Nella sua amata Tulsa solo i tornado rompono la calma, ma non riuscirono mai a
farlo smettere di suonare il blues.
Eric Clapton, per l’ennesima volta, ha recuperato la
sua memoria rieditando, a fine settembre, un mitico concerto tenutosi a San
Diego nel marzo del 2007, nel quale entrambi riscrissero un altro capitolo
fondamentale per capire il rock. Una rassegna che, fra l’altro, non mancherà
nel jukebox di Guitars Exchange.
Fra quelle cinque canzoni che i due interpretarono quella
sera sul palco, ne suonarono due senza le quali, probabilmente, la musica che
ascoltiamo ogni giorno non sarebbe la stessa, e loro due nemmeno: Cocaine e After Midnight. Sarebbe più corretto invertire l’ordine…
Il cuore di Cale
smise di battere solo tre anni fa, in un altro di quei posto dal nome famoso,
La Jolla, California, proprio quando il vecchio ammiratore e amico era tornato
di nuovo in suo aiuto –la prima volta fu negli anni ’70, quando Slowhand registrò After Midnight regalandogli la fama e i quattrini necessari per
lanciare la sua carriera-.
The Road To Escondido
(2006) fruttò un Grammy a Cale che lo fece tornare al suo status di artista di
culto, mai perso ma si polveroso come le strade che percorse e che raccontò
nelle sue canzoni, con la sua chitarra. La vecchia Harmony era anch’essa Storia perché nel bagagliaio, adesso, c’era
una Danelectro o una Stratocaster rossa e forse anche la Casio.

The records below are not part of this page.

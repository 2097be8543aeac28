/*
 * This Source Code Form is subject to the terms of the Mozilla Public
 * License, v. 2.0. If a copy of the MPL was not distributed with this
 * file, You can obtain one at https://mozilla.org/MPL/2.0/.
 */

use std::{fmt, ops};

use crate::{Color, File, Piece, PieceKind, Rank, Square};

/// A pair of middlegame and endgame scores, blended by game phase at the end of evaluation.
#[derive(Clone, Copy, PartialEq, Eq, Default, Hash)]
pub struct Tapered {
    pub mg: i32,
    pub eg: i32,
}

impl Tapered {
    pub const ZERO: Self = Self::new(0, 0);

    #[inline(always)]
    pub const fn new(mg: i32, eg: i32) -> Self {
        Self { mg, eg }
    }

    /// Blends the two scores, where `phase` is [`Tapered::MAX_PHASE`] for a full middlegame and `0` for a bare endgame.
    ///
    /// # Example
    /// ```
    /// # use talon::*;
    /// let score = Tapered::new(100, 20);
    /// assert_eq!(score.taper(Tapered::MAX_PHASE), 100);
    /// assert_eq!(score.taper(0), 20);
    /// assert_eq!(score.taper(Tapered::MAX_PHASE / 2), 60);
    /// ```
    #[inline(always)]
    pub const fn taper(&self, phase: i32) -> i32 {
        (self.mg * phase + self.eg * (Self::MAX_PHASE - phase)) / Self::MAX_PHASE
    }

    pub const MAX_PHASE: i32 = 64;
}

impl ops::Add for Tapered {
    type Output = Self;
    #[inline(always)]
    fn add(self, rhs: Self) -> Self::Output {
        Self::new(self.mg + rhs.mg, self.eg + rhs.eg)
    }
}

impl ops::AddAssign for Tapered {
    #[inline(always)]
    fn add_assign(&mut self, rhs: Self) {
        *self = *self + rhs;
    }
}

impl ops::Sub for Tapered {
    type Output = Self;
    #[inline(always)]
    fn sub(self, rhs: Self) -> Self::Output {
        Self::new(self.mg - rhs.mg, self.eg - rhs.eg)
    }
}

impl ops::SubAssign for Tapered {
    #[inline(always)]
    fn sub_assign(&mut self, rhs: Self) {
        *self = *self - rhs;
    }
}

impl ops::Neg for Tapered {
    type Output = Self;
    #[inline(always)]
    fn neg(self) -> Self::Output {
        Self::new(-self.mg, -self.eg)
    }
}

impl ops::Mul<i32> for Tapered {
    type Output = Self;
    #[inline(always)]
    fn mul(self, rhs: i32) -> Self::Output {
        Self::new(self.mg * rhs, self.eg * rhs)
    }
}

impl fmt::Debug for Tapered {
    fn fmt(&self, f: &mut fmt::Formatter<'_>) -> fmt::Result {
        write!(f, "S({}, {})", self.mg, self.eg)
    }
}

/// Material values used by the piece-square tables, in (middlegame, endgame) pairs.
const MATERIAL: [Tapered; PieceKind::COUNT] = [
    Tapered::new(82, 94),
    Tapered::new(337, 281),
    Tapered::new(365, 297),
    Tapered::new(477, 512),
    Tapered::new(1025, 936),
    Tapered::new(0, 0),
];

/// Material plus placement of every piece on every square, from that piece's own point of view.
static PSQT: [[Tapered; Square::COUNT]; Piece::COUNT] = build_psqt();

/// The [Piece-Square Table](https://www.chessprogramming.org/Piece-Square_Tables) value of `piece` on `square`,
/// material included. Always positive-is-good for the piece's owner.
///
/// # Example
/// ```
/// # use talon::*;
/// // Mirrored squares score the same for either color
/// assert_eq!(
///     psqt(Piece::WHITE_KNIGHT, Square::F3),
///     psqt(Piece::BLACK_KNIGHT, Square::F6),
/// );
/// ```
#[inline(always)]
pub fn psqt(piece: Piece, square: Square) -> Tapered {
    PSQT[piece][square]
}

const fn tables_for(kind: PieceKind) -> (&'static [i32; Square::COUNT], &'static [i32; Square::COUNT]) {
    match kind {
        PieceKind::Pawn => (&PAWN_MG, &PAWN_EG),
        PieceKind::Knight => (&KNIGHT_MG, &KNIGHT_EG),
        PieceKind::Bishop => (&BISHOP_MG, &BISHOP_EG),
        PieceKind::Rook => (&ROOK_MG, &ROOK_EG),
        PieceKind::Queen => (&QUEEN_MG, &QUEEN_EG),
        PieceKind::King => (&KING_MG, &KING_EG),
    }
}

const fn build_psqt() -> [[Tapered; Square::COUNT]; Piece::COUNT] {
    let mut psqt = [[Tapered::ZERO; Square::COUNT]; Piece::COUNT];
    let kinds = PieceKind::all();
    let mut k = 0;
    while k < kinds.len() {
        let kind = kinds[k];
        let (mg, eg) = tables_for(kind);
        let material = MATERIAL[kind.index()];
        let white = Piece::new(Color::White, kind).index();
        let black = Piece::new(Color::Black, kind).index();

        let mut sq = 0;
        while sq < Square::COUNT {
            // Tables are written rank 8 first, so White reads them rank-flipped and Black reads them as written
            let score = Tapered::new(material.mg + mg[sq ^ 56], material.eg + eg[sq ^ 56]);
            psqt[white][sq] = score;
            psqt[black][sq ^ 56] = score;
            sq += 1;
        }
        k += 1;
    }
    psqt
}

/// Prints the tapered value of `piece` on every square, as seen from White's side of the board.
pub struct PsqtDisplay {
    pub piece: Piece,
    pub phase: i32,
}

impl fmt::Display for PsqtDisplay {
    fn fmt(&self, f: &mut fmt::Formatter<'_>) -> fmt::Result {
        for rank in Rank::iter().rev() {
            write!(f, "{rank} |")?;
            for file in File::iter() {
                let value = psqt(self.piece, Square::new(file, rank)).taper(self.phase);
                write!(f, "{value:5}")?;
            }
            writeln!(f)?;
        }
        write!(f, "  +")?;
        for _ in File::iter() {
            write!(f, "-----")?;
        }
        write!(f, "\n   ")?;
        for file in File::iter() {
            write!(f, "{file:>5}")?;
        }
        Ok(())
    }
}

#[rustfmt::skip]
const PAWN_MG: [i32; Square::COUNT] = [
       0,    0,    0,    0,    0,    0,    0,    0,
      98,  134,   61,   95,   68,  126,   34,  -11,
      -6,    7,   26,   31,   65,   56,   25,  -20,
     -14,   13,    6,   21,   23,   12,   17,  -23,
     -27,   -2,   -5,   12,   17,    6,   10,  -25,
     -26,   -4,   -4,  -10,    3,    3,   33,  -12,
     -35,   -1,  -20,  -23,  -15,   24,   38,  -22,
       0,    0,    0,    0,    0,    0,    0,    0,
];

#[rustfmt::skip]
const PAWN_EG: [i32; Square::COUNT] = [
       0,    0,    0,    0,    0,    0,    0,    0,
     178,  173,  158,  134,  147,  132,  165,  187,
      94,  100,   85,   67,   56,   53,   82,   84,
      32,   24,   13,    5,   -2,    4,   17,   17,
      13,    9,   -3,   -7,   -7,   -8,    3,   -1,
       4,    7,   -6,    1,    0,   -5,   -1,   -8,
      13,    8,    8,   10,   13,    0,    2,   -7,
       0,    0,    0,    0,    0,    0,    0,    0,
];

#[rustfmt::skip]
const KNIGHT_MG: [i32; Square::COUNT] = [
    -167,  -89,  -34,  -49,   61,  -97,  -15, -107,
     -73,  -41,   72,   36,   23,   62,    7,  -17,
     -47,   60,   37,   65,   84,  129,   73,   44,
      -9,   17,   19,   53,   37,   69,   18,   22,
     -13,    4,   16,   13,   28,   19,   21,   -8,
     -23,   -9,   12,   10,   19,   17,   25,  -16,
     -29,  -53,  -12,   -3,   -1,   18,  -14,  -19,
    -105,  -21,  -58,  -33,  -17,  -28,  -19,  -23,
];

#[rustfmt::skip]
const KNIGHT_EG: [i32; Square::COUNT] = [
     -58,  -38,  -13,  -28,  -31,  -27,  -63,  -99,
     -25,   -8,  -25,   -2,   -9,  -25,  -24,  -52,
     -24,  -20,   10,    9,   -1,   -9,  -19,  -41,
     -17,    3,   22,   22,   22,   11,    8,  -18,
     -18,   -6,   16,   25,   16,   17,    4,  -18,
     -23,   -3,   -1,   15,   10,   -3,  -20,  -22,
     -42,  -20,  -10,   -5,   -2,  -20,  -23,  -44,
     -29,  -51,  -23,  -15,  -22,  -18,  -50,  -64,
];

#[rustfmt::skip]
const BISHOP_MG: [i32; Square::COUNT] = [
     -29,    4,  -82,  -37,  -25,  -42,    7,   -8,
     -26,   16,  -18,  -13,   30,   59,   18,  -47,
     -16,   37,   43,   40,   35,   50,   37,   -2,
      -4,    5,   19,   50,   37,   37,    7,   -2,
      -6,   13,   13,   26,   34,   12,   10,    4,
       0,   15,   15,   15,   14,   27,   18,   10,
       4,   15,   16,    0,    7,   21,   33,    1,
     -33,   -3,  -14,  -21,  -13,  -12,  -39,  -21,
];

#[rustfmt::skip]
const BISHOP_EG: [i32; Square::COUNT] = [
     -14,  -21,  -11,   -8,   -7,   -9,  -17,  -24,
      -8,   -4,    7,  -12,   -3,  -13,   -4,  -14,
       2,   -8,    0,   -1,   -2,    6,    0,    4,
      -3,    9,   12,    9,   14,   10,    3,    2,
      -6,    3,   13,   19,    7,   10,   -3,   -9,
     -12,   -3,    8,   10,   13,    3,   -7,  -15,
     -14,  -18,   -7,   -1,    4,   -9,  -15,  -27,
     -23,   -9,  -23,   -5,   -9,  -16,   -5,  -17,
];

#[rustfmt::skip]
const ROOK_MG: [i32; Square::COUNT] = [
      32,   42,   32,   51,   63,    9,   31,   43,
      27,   32,   58,   62,   80,   67,   26,   44,
      -5,   19,   26,   36,   17,   45,   61,   16,
     -24,  -11,    7,   26,   24,   35,   -8,  -20,
     -36,  -26,  -12,   -1,    9,   -7,    6,  -23,
     -45,  -25,  -16,  -17,    3,    0,   -5,  -33,
     -44,  -16,  -20,   -9,   -1,   11,   -6,  -71,
     -19,  -13,    1,   17,   16,    7,  -37,  -26,
];

#[rustfmt::skip]
const ROOK_EG: [i32; Square::COUNT] = [
      13,   10,   18,   15,   12,   12,    8,    5,
      11,   13,   13,   11,   -3,    3,    8,    3,
       7,    7,    7,    5,    4,   -3,   -5,   -3,
       4,    3,   13,    1,    2,    1,   -1,    2,
       3,    5,    8,    4,   -5,   -6,   -8,  -11,
      -4,    0,   -5,   -1,   -7,  -12,   -8,  -16,
      -6,   -6,    0,    2,   -9,   -9,  -11,   -3,
      -9,    2,    3,   -1,   -5,  -13,    4,  -20,
];

#[rustfmt::skip]
const QUEEN_MG: [i32; Square::COUNT] = [
     -28,    0,   29,   12,   59,   44,   43,   45,
     -24,  -39,   -5,    1,  -16,   57,   28,   54,
     -13,  -17,    7,    8,   29,   56,   47,   57,
     -27,  -27,  -16,  -16,   -1,   17,   -2,    1,
      -9,  -26,   -9,  -10,   -2,   -4,    3,   -3,
     -14,    2,  -11,   -2,   -5,    2,   14,    5,
     -35,   -8,   11,    2,    8,   15,   -3,    1,
      -1,  -18,   -9,   10,  -15,  -25,  -31,  -50,
];

#[rustfmt::skip]
const QUEEN_EG: [i32; Square::COUNT] = [
      -9,   22,   22,   27,   27,   19,   10,   20,
     -17,   20,   32,   41,   58,   25,   30,    0,
     -20,    6,    9,   49,   47,   35,   19,    9,
       3,   22,   24,   45,   57,   40,   57,   36,
     -18,   28,   19,   47,   31,   34,   39,   23,
     -16,  -27,   15,    6,    9,   17,   10,    5,
     -22,  -23,  -30,  -16,  -16,  -23,  -36,  -32,
     -33,  -28,  -22,  -43,   -5,  -32,  -20,  -41,
];

#[rustfmt::skip]
const KING_MG: [i32; Square::COUNT] = [
     -65,   23,   16,  -15,  -56,  -34,    2,   13,
      29,   -1,  -20,   -7,   -8,   -4,  -38,  -29,
      -9,   24,    2,  -16,  -20,    6,   22,  -22,
     -17,  -20,  -12,  -27,  -30,  -25,  -14,  -36,
     -49,   -1,  -27,  -39,  -46,  -44,  -33,  -51,
     -14,  -14,  -22,  -46,  -44,  -30,  -15,  -27,
       1,    7,   -8,  -64,  -43,  -16,    9,    8,
     -15,   36,   12,  -54,    8,  -28,   24,   14,
];

#[rustfmt::skip]
const KING_EG: [i32; Square::COUNT] = [
     -74,  -35,  -18,  -18,  -11,   15,    4,  -17,
     -12,   17,   14,   17,   17,   38,   23,   11,
      10,   17,   23,   15,   20,   45,   44,   13,
      -8,   22,   24,   27,   26,   33,   26,    3,
     -18,   -4,   21,   24,   27,   23,    9,  -11,
     -19,   -3,   11,   21,   23,   16,    7,   -9,
     -27,  -11,    4,   13,   14,    4,   -5,  -17,
     -53,  -34,  -21,  -11,  -28,  -14,  -24,  -43,
];

#[cfg(test)]
mod test {
    use super::*;

    #[test]
    fn test_psqt_is_symmetric_for_colors() {
        for square in Square::iter() {
            for kind in PieceKind::all() {
                let white = psqt(Piece::new(Color::White, kind), square);
                let black = psqt(Piece::new(Color::Black, kind), square.flipped());
                assert_eq!(white, black, "{} on {square}", kind.name());
            }
        }
    }

    #[test]
    fn test_psqt_includes_material() {
        // Advanced pawns are worth more than home pawns
        assert!(psqt(Piece::WHITE_PAWN, Square::E7).eg > psqt(Piece::WHITE_PAWN, Square::E2).eg);
        assert!(psqt(Piece::BLACK_PAWN, Square::E2).eg > psqt(Piece::BLACK_PAWN, Square::E7).eg);
        assert!(psqt(Piece::WHITE_QUEEN, Square::D1).mg > psqt(Piece::WHITE_ROOK, Square::D1).mg);
    }

    #[test]
    fn test_taper_bounds() {
        let score = Tapered::new(-40, 80);
        for phase in 0..=Tapered::MAX_PHASE {
            let value = score.taper(phase);
            assert!((-40..=80).contains(&value));
        }
    }
}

Il blues-rock-jazz-country-groove di Cale scoprì che nel
XXIº secolo anche il suo pubblico aveva accumulato qualche anno nello zaino. Un
pubblico ‘maturo’ -con ormai pochi capelli in testa, ricordo dei bei tempi
andati-, perfetto per il suo stile
tranquillo, elegante e ‘cool’, il cui significato attuale non esisteva nel
1959.
Lo battezzarono ‘suono Tulsa’, anche se si tratta di un ‘aroma’,
più che altro, una sensazione che ti entra nelle vene, con quel modo di suonare
semplice e senza effetti di un artista che si è fatto da solo, tanto come
musicista come liutaio. Di necessità virtù: Cale modificava qualsiasi chitarra
che gli capitasse fra le mani –fu un grande collezionista quasi fino alla
fine-, e, per imparare, lo faceva con le canzoni che gli piacevano ma sempre
aggiungendo o togliendo qualche nota secondo i suoi gusti. Si chiama
perfezionismo.
Da ingegnere a
cantautore
Quell’odore di strada, seguendo le linee monotone della
corsia e le infinite praterie dell’Oklahoma, è quello che avrebbe travolto
anche Mark Knopfler.
Se poi ci metti lo scorrere leggero della sua voce, inconfondibile nella sua
rilassante lentezza, nasce la magia. Cale era, innanzi tutto, un cantautore.
Alla fine degli anni ’50 e nell’inizio della trascendentale
decade dei ’60, J.J. –la seconda ‘J’ gliela mise il suo manager per non farlo
confondere con John Cale dei Velvet
Underground- emigrò prima alla capitale del country, Nashville, e da lì a
Los Angeles, la culla di ciò che oggi chiameremmo ‘nuove tendenze’.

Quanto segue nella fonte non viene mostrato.